→ **WHAT THIS TASK INVOLVES**
Check every line of the entries below for "TextMetrics", and copy the lines that have it.

→ **EXTRACTED MATERIAL**

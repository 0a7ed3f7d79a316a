//! Four-up page layout.
//!
//! Images fill a fixed 2x2 grid page by page in input order. Each image is
//! scaled uniformly to the largest size that fits its slot ("contain"),
//! centred in the slot, and optionally labelled `#n` with a running number
//! that continues across pages.

use crate::config::LayoutConfig;
use crate::document::TextMetrics;
use crate::error::{Result, SnapBoxError};
use crate::model::{DocumentLayout, Label, Meta, PageLayout, PageSlot, Placement, Rect, SlotPosition};
use tracing::instrument;

pub const SLOTS_PER_PAGE: usize = 4;

/// Slot geometry of a page. Identical for every page of a document.
#[derive(Debug, Clone, Copy, PartialEq)]
pub struct SlotGrid {
    slots: [PageSlot; SLOTS_PER_PAGE],
}

impl SlotGrid {
    /// Each slot is half the content width by half the content height minus half the row spacing.
    pub fn new(cfg: &LayoutConfig) -> Self {
        let max_w = cfg.content_width() / 2.0;
        let max_h = cfg.content_height() / 2.0 - cfg.row_spacing / 2.0;
        let slots = SlotPosition::ALL.map(|position| {
            let x = cfg.margin_x + position.column() as f32 * max_w;
            let y = cfg.margin_top + position.row() as f32 * (max_h + cfg.row_spacing);
            PageSlot {
                position,
                bounds: Rect::new(x, y, max_w, max_h),
            }
        });
        Self { slots }
    }

    pub fn slot(&self, position: SlotPosition) -> &PageSlot {
        &self.slots[position.index()]
    }

    pub fn slots(&self) -> &[PageSlot; SLOTS_PER_PAGE] {
        &self.slots
    }

    /// Maximum content box (width, height) shared by all slots.
    pub fn max_size(&self) -> (f32, f32) {
        let b = self.slots[0].bounds;
        (b.w, b.h)
    }
}

/// Largest uniform scale that fits `src_w` x `src_h` into `max_w` x `max_h`.
/// Returns `(scale, scaled_w, scaled_h)`. Small images are scaled up.
pub fn fit_contain(src_w: u32, src_h: u32, max_w: f32, max_h: f32) -> (f32, f32, f32) {
    let scale = (max_w / src_w as f32).min(max_h / src_h as f32);
    (scale, src_w as f32 * scale, src_h as f32 * scale)
}

/// Centres a `w` x `h` box inside `slot`.
pub fn center_in(slot: &Rect, w: f32, h: f32) -> Rect {
    Rect::new(
        slot.x + (slot.w - w) / 2.0,
        slot.y + (slot.h - h) / 2.0,
        w,
        h,
    )
}

/// Pages needed for `n` images.
pub fn page_count(n: usize) -> usize {
    n.div_ceil(SLOTS_PER_PAGE)
}

/// `round(100 * placed / total)`, halves rounded up. `total == 0` reports 100.
pub fn progress_percent(placed: usize, total: usize) -> u8 {
    if total == 0 {
        return 100;
    }
    let placed = placed.min(total) as u64;
    let total = total as u64;
    ((placed * 200 + total) / (total * 2)) as u8
}

/// Label text for a running number.
pub fn label_text(number: i64) -> String {
    format!("#{}", number)
}

/// Places the `index`-th image of the document.
///
/// Page and slot follow from the index; the label number is `start + index`.
pub fn place_item<K, M: TextMetrics + ?Sized>(
    index: usize,
    key: K,
    src_w: u32,
    src_h: u32,
    grid: &SlotGrid,
    cfg: &LayoutConfig,
    metrics: &M,
) -> Result<Placement<K>> {
    if src_w == 0 || src_h == 0 {
        return Err(SnapBoxError::InvalidInput(format!(
            "image #{} has zero size ({}x{})",
            index, src_w, src_h
        )));
    }
    let page = index / SLOTS_PER_PAGE;
    let slot = SlotPosition::from_index(index);
    let bounds = grid.slot(slot).bounds;
    let (scale, w, h) = fit_contain(src_w, src_h, bounds.w, bounds.h);
    let frame = center_in(&bounds, w, h);

    let label = if cfg.numbering.enabled {
        let number = i64::try_from(index)
            .ok()
            .and_then(|i| cfg.numbering.start.checked_add(i))
            .ok_or_else(|| {
                SnapBoxError::InvalidInput(format!(
                    "running number overflows at image #{} (start {})",
                    index, cfg.numbering.start
                ))
            })?;
        let text = label_text(number);
        let width = metrics.text_width(&text, cfg.font_size);
        Some(Label {
            x: frame.center_x() - width / 2.0,
            y: frame.bottom() + cfg.label_offset,
            text,
            number,
            font_size: cfg.font_size,
            width,
        })
    } else {
        None
    };

    Ok(Placement {
        key,
        index,
        page,
        slot,
        frame,
        scale,
        source_size: (src_w, src_h),
        label,
    })
}

/// Layout-only input (no pixels).
#[derive(Debug, Clone)]
pub struct LayoutItem<K = String> {
    pub key: K,
    pub w: u32,
    pub h: u32,
}

#[instrument(skip_all)]
/// Lays out `items` in order and reports progress after each placement.
///
/// Produces the same geometry `generate` draws, without decoding or writing anything.
pub fn layout_items<K, M, F>(
    items: Vec<LayoutItem<K>>,
    cfg: &LayoutConfig,
    metrics: &M,
    mut on_progress: F,
) -> Result<DocumentLayout<K>>
where
    M: TextMetrics + ?Sized,
    F: FnMut(u8),
{
    cfg.validate()?;
    if items.is_empty() {
        return Err(SnapBoxError::Empty);
    }

    let total = items.len();
    let grid = SlotGrid::new(cfg);
    let mut pages: Vec<PageLayout<K>> = Vec::with_capacity(page_count(total));
    for (index, item) in items.into_iter().enumerate() {
        let placement = place_item(index, item.key, item.w, item.h, &grid, cfg, metrics)?;
        push_placement(&mut pages, placement, cfg);
        on_progress(progress_percent(index + 1, total));
    }

    Ok(DocumentLayout {
        pages,
        meta: document_meta(cfg),
    })
}

/// Appends `placement`, opening its page first when needed.
pub(crate) fn push_placement<K>(pages: &mut Vec<PageLayout<K>>, placement: Placement<K>, cfg: &LayoutConfig) {
    if pages.len() <= placement.page {
        let (width, height) = cfg.page_dimensions();
        pages.push(PageLayout {
            id: placement.page,
            width,
            height,
            placements: Vec::with_capacity(SLOTS_PER_PAGE),
        });
    }
    if let Some(page) = pages.last_mut() {
        page.placements.push(placement);
    }
}

pub(crate) fn document_meta(cfg: &LayoutConfig) -> Meta {
    Meta {
        schema_version: "1".into(),
        app: "snapbox".into(),
        version: env!("CARGO_PKG_VERSION").into(),
        unit: "mm".into(),
        page_size: cfg.page_dimensions(),
        slots_per_page: SLOTS_PER_PAGE,
        numbering: cfg.numbering.enabled,
        start_number: cfg.numbering.enabled.then_some(cfg.numbering.start),
    }
}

→ **TASK ANSWER**
use crate::document::TextMetrics;
pub fn place_item<K, M: TextMetrics + ?Sized>(
    M: TextMetrics + ?Sized,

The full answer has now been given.